DATA FOR PROCESSING:
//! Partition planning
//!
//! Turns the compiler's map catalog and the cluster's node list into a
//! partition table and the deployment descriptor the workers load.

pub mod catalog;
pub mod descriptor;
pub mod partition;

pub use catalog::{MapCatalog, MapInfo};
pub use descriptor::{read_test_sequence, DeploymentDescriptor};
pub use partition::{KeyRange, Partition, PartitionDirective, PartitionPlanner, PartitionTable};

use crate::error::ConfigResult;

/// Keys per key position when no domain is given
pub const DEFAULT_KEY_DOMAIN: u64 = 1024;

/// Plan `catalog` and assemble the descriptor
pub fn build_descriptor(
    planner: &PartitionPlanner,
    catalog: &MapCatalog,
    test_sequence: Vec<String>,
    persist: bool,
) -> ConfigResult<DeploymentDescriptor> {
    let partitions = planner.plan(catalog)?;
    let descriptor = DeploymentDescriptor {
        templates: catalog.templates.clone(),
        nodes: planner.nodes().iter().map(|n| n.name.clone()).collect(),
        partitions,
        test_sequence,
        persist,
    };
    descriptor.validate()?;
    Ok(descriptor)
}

...

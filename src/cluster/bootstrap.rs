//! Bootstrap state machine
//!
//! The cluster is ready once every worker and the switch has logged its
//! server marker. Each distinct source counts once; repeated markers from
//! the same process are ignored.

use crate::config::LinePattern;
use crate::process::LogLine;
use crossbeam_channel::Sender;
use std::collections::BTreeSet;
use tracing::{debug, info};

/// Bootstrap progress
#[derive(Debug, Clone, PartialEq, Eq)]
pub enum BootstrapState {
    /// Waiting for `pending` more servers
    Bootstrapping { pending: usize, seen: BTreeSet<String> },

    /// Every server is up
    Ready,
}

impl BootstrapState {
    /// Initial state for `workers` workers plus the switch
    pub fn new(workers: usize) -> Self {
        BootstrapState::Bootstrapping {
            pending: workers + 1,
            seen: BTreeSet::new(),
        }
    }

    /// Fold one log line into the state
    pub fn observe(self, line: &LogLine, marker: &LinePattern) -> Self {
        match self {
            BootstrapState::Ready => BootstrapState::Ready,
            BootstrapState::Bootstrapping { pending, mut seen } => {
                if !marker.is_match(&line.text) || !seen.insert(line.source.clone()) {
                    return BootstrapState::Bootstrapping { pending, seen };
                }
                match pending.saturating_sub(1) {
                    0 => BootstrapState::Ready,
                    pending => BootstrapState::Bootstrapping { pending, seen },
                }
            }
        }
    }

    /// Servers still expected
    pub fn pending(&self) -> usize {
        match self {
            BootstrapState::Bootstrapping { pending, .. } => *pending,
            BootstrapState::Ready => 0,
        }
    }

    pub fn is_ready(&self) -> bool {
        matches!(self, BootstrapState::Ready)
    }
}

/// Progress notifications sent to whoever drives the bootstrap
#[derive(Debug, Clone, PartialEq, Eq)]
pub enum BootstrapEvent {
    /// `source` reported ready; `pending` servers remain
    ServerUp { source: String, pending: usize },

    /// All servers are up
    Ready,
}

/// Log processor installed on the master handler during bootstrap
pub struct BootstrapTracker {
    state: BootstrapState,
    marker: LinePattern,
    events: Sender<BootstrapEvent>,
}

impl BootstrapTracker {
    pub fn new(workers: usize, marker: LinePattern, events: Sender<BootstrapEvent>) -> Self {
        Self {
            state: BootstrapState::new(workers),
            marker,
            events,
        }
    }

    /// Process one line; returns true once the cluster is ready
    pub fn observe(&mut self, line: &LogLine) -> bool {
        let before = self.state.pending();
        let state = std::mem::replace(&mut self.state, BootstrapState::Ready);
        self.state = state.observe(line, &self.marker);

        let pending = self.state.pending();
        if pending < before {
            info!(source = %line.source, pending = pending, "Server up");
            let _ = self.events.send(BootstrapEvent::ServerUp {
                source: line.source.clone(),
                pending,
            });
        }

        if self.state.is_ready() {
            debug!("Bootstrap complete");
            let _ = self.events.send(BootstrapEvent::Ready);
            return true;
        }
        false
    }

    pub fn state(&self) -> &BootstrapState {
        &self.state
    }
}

DESCRIPTION OF THE TASK: From the records above, copy only the lines starting with the line that holds "Servers still expected" and going on through the line that holds "pub enum BootstrapEvent", exactly as written.

ANSWER:
    /// Servers still expected
    pub fn pending(&self) -> usize {
        match self {
            BootstrapState::Bootstrapping { pending, .. } => *pending,
            BootstrapState::Ready => 0,
        }
    }

    pub fn is_ready(&self) -> bool {
        matches!(self, BootstrapState::Ready)
    }
}

/// Progress notifications sent to whoever drives the bootstrap
#[derive(Debug, Clone, PartialEq, Eq)]
pub enum BootstrapEvent {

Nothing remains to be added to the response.